-------- Records to process --------

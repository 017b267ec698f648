//! Model management endpoints.

use std::convert::Infallible;

use axum::extract::{Query, State};
use axum::response::sse::{Event, KeepAlive, Sse};
use axum::response::{IntoResponse, Response};
use axum::Json;
use futures::StreamExt;
use serde::Deserialize;
use tokio_util::sync::CancellationToken;

use crate::domain::{ModelRecord, ModelStatus, ServiceSource};
use crate::error::{GatewayError, Result};

use super::response::{ok, ok_empty};
use super::AppState;

/// Query for `GET /model`.
#[derive(Debug, Deserialize)]
pub struct ListQuery {
    /// Filter by service.
    #[serde(default)]
    pub service_name: Option<String>,
    /// Filter by status.
    #[serde(default)]
    pub status: Option<ModelStatus>,
}

/// Body for model create/delete/stream.
#[derive(Debug, Deserialize)]
pub struct ModelBody {
    /// Model to operate on.
    pub model_name: String,
    /// Owning provider; defaults to the service's bound local provider.
    #[serde(default)]
    pub provider_name: Option<String>,
    /// Service the model serves.
    #[serde(default)]
    pub service_name: Option<String>,
}

/// Query for `GET /model/support`.
#[derive(Debug, Deserialize)]
pub struct SupportQuery {
    /// Service to list supported models for.
    #[serde(default)]
    pub service_name: Option<String>,
}

/// List known models.
pub async fn list(State(state): State<AppState>, Query(query): Query<ListQuery>) -> Result<Response> {
    Ok(ok(state
        .store
        .list_models(query.service_name.as_deref(), query.status)?))
}

/// Pull a model through its provider and record it as downloaded.
pub async fn create(State(state): State<AppState>, Json(body): Json<ModelBody>) -> Result<Response> {
    let (provider_row, service_name) = resolve_provider(&state, &body)?;

    let mut record = ModelRecord::downloaded(
        &body.model_name,
        &provider_row.provider_name,
        &service_name,
        provider_row.service_source,
    );
    record.status = ModelStatus::Downloading;
    state.store.upsert_model(&record)?;

    // Remote models have nothing to download.
    if provider_row.service_source == ServiceSource::Remote {
        state
            .store
            .set_model_status(&body.model_name, &provider_row.provider_name, ModelStatus::Downloaded)?;
        record.status = ModelStatus::Downloaded;
        return Ok(ok(record));
    }

    let handle = state.providers.get(&provider_row.provider_name).await?;
    let pull = match handle.provider().model_ops() {
        Some(ops) => ops.pull_model(&body.model_name).await,
        None => Err(GatewayError::ProviderUnavailable(format!(
            "{}: provider cannot pull models",
            provider_row.provider_name
        ))),
    };

    match pull {
        Ok(()) => {
            state.store.set_model_status(
                &body.model_name,
                &provider_row.provider_name,
                ModelStatus::Downloaded,
            )?;
            record.status = ModelStatus::Downloaded;
            tracing::info!(model = %body.model_name, provider = %provider_row.provider_name, "Model downloaded");
            Ok(ok(record))
        }
        Err(e) => {
            state.store.set_model_status(
                &body.model_name,
                &provider_row.provider_name,
                ModelStatus::Failed,
            )?;
            Err(e)
        }
    }
}

/// Delete a model from its provider and the store.
pub async fn delete(State(state): State<AppState>, Json(body): Json<ModelBody>) -> Result<Response> {
    let (provider_row, _) = resolve_provider(&state, &body)?;

    if provider_row.service_source == ServiceSource::Local {
        if let Ok(handle) = state.providers.get(&provider_row.provider_name).await {
            if let Some(ops) = handle.provider().model_ops() {
                if let Err(e) = ops.delete_model(&body.model_name).await {
                    tracing::warn!(model = %body.model_name, error = %e, "Engine delete failed; removing row anyway");
                }
            }
        }
    }

    if !state
        .store
        .delete_model(&body.model_name, &provider_row.provider_name)?
    {
        return Err(GatewayError::ModelNotFound(body.model_name));
    }
    Ok(ok_empty())
}

/// Pull a model, streaming progress as SSE. Cancellable via
/// `POST /model/stream/cancel`.
pub async fn stream(
    State(state): State<AppState>,
    Json(body): Json<ModelBody>,
) -> Result<impl IntoResponse> {
    let (provider_row, service_name) = resolve_provider(&state, &body)?;
    let handle = state.providers.get(&provider_row.provider_name).await?;

    let mut record = ModelRecord::downloaded(
        &body.model_name,
        &provider_row.provider_name,
        &service_name,
        provider_row.service_source,
    );
    record.status = ModelStatus::Downloading;
    state.store.upsert_model(&record)?;

    let cancel = CancellationToken::new();
    state
        .pulls
        .lock()
        .insert(body.model_name.clone(), cancel.clone());

    let model_name = body.model_name.clone();
    let provider_name = provider_row.provider_name.clone();
    let store = state.store.clone();
    let pulls = state.pulls.clone();

    let sse = async_stream::stream! {
        let ops_stream = match handle.provider().model_ops() {
            Some(ops) => ops.pull_model_stream(&model_name).await,
            None => Err(GatewayError::ProviderUnavailable(format!(
                "{provider_name}: provider cannot pull models"
            ))),
        };

        let mut progress = match ops_stream {
            Ok(stream) => stream,
            Err(e) => {
                let _ = store.set_model_status(&model_name, &provider_name, ModelStatus::Failed);
                pulls.lock().remove(&model_name);
                yield Ok::<_, Infallible>(Event::default()
                    .event("error")
                    .data(serde_json::json!({"error": e.kind(), "message": e.to_string()}).to_string()));
                return;
            }
        };

        loop {
            let chunk = tokio::select! {
                c = progress.next() => c,
                () = cancel.cancelled() => {
                    let _ = store.set_model_status(&model_name, &provider_name, ModelStatus::Failed);
                    pulls.lock().remove(&model_name);
                    yield Ok(Event::default()
                        .event("cancelled")
                        .data(serde_json::json!({"model_name": model_name}).to_string()));
                    return;
                }
            };
            match chunk {
                Some(Ok(chunk)) => {
                    if !chunk.data.is_empty() {
                        yield Ok(Event::default()
                            .event("progress")
                            .data(String::from_utf8_lossy(&chunk.data).into_owned()));
                    }
                    if chunk.is_final {
                        let _ = store.set_model_status(&model_name, &provider_name, ModelStatus::Downloaded);
                        pulls.lock().remove(&model_name);
                        yield Ok(Event::default()
                            .event("done")
                            .data(serde_json::json!({"model_name": model_name}).to_string()));
                        return;
                    }
                }
                Some(Err(e)) => {
                    let _ = store.set_model_status(&model_name, &provider_name, ModelStatus::Failed);
                    pulls.lock().remove(&model_name);
                    yield Ok(Event::default()
                        .event("error")
                        .data(serde_json::json!({"error": e.kind(), "message": e.to_string()}).to_string()));
                    return;
                }
                None => {
                    let _ = store.set_model_status(&model_name, &provider_name, ModelStatus::Downloaded);
                    pulls.lock().remove(&model_name);
                    yield Ok(Event::default()
                        .event("done")
                        .data(serde_json::json!({"model_name": model_name}).to_string()));
                    return;
                }
            }
        }
    };

    Ok(Sse::new(sse).keep_alive(KeepAlive::default()))
}

/// Cancel an in-flight streamed pull.
pub async fn stream_cancel(
    State(state): State<AppState>,
    Json(body): Json<ModelBody>,
) -> Result<Response> {
    match state.pulls.lock().remove(&body.model_name) {
        Some(cancel) => {
            cancel.cancel();
            Ok(ok_empty())
        }
        None => Err(GatewayError::ModelNotFound(format!(
            "no active pull for {}",
            body.model_name
        ))),
    }
}

/// Recommended models per service, from the bundled catalog.
pub async fn recommend(State(state): State<AppState>) -> Result<Response> {
    Ok(ok(state
        .docs
        .table("recommended_models")
        .cloned()
        .unwrap_or_default()))
}

/// Supported models, optionally for one service.
pub async fn support(
    State(state): State<AppState>,
    Query(query): Query<SupportQuery>,
) -> Result<Response> {
    let table = state.docs.table("support_models").cloned().unwrap_or_default();
    match query.service_name {
        Some(service) => Ok(ok(table.get(service.as_str()).cloned().unwrap_or_default())),
        None => Ok(ok(table)),
    }
}

/// Pick the provider row a model operation applies to.
fn resolve_provider(
    state: &AppState,
    body: &ModelBody,
) -> Result<(crate::domain::ServiceProviderRecord, String)> {
    if let Some(provider_name) = &body.provider_name {
        let row = state
            .store
            .get_provider(provider_name)?
            .ok_or_else(|| GatewayError::ProviderNotFound(provider_name.clone()))?;
        let service = body
            .service_name
            .clone()
            .unwrap_or_else(|| row.service_name.clone());
        return Ok((row, service));
    }

    // No provider named: use the service's bound local provider.
    let service = body
        .service_name
        .clone()
        .ok_or_else(|| GatewayError::BadRequest("service_name or provider_name required".into()))?;
    let record = state
        .store
        .get_service(&service)?
        .ok_or_else(|| GatewayError::ServiceNotFound(service.clone()))?;
    let provider_name = record
        .local_provider
        .ok_or_else(|| GatewayError::ProviderNotFound(format!("{service}: no local provider bound")))?;
    let row = state
        .store
        .get_provider(&provider_name)?
        .ok_or_else(|| GatewayError::ProviderNotFound(provider_name))?;
    Ok((row, service))
}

--------

* _Brief_:
Restate the listing exactly, starting at its first line and ending at the line where "supported models for." occurs; include both and no other lines.

* _Response area_:
repository 017b267ec698f648
//! Model management endpoints.

use std::convert::Infallible;

use axum::extract::{Query, State};
use axum::response::sse::{Event, KeepAlive, Sse};
use axum::response::{IntoResponse, Response};
use axum::Json;
use futures::StreamExt;
use serde::Deserialize;
use tokio_util::sync::CancellationToken;

use crate::domain::{ModelRecord, ModelStatus, ServiceSource};
use crate::error::{GatewayError, Result};

use super::response::{ok, ok_empty};
use super::AppState;

/// Query for `GET /model`.
#[derive(Debug, Deserialize)]
pub struct ListQuery {
    /// Filter by service.
    #[serde(default)]
    pub service_name: Option<String>,
    /// Filter by status.
    #[serde(default)]
    pub status: Option<ModelStatus>,
}

/// Body for model create/delete/stream.
#[derive(Debug, Deserialize)]
pub struct ModelBody {
    /// Model to operate on.
    pub model_name: String,
    /// Owning provider; defaults to the service's bound local provider.
    #[serde(default)]
    pub provider_name: Option<String>,
    /// Service the model serves.
    #[serde(default)]
    pub service_name: Option<String>,
}

/// Query for `GET /model/support`.
#[derive(Debug, Deserialize)]
pub struct SupportQuery {
    /// Service to list supported models for.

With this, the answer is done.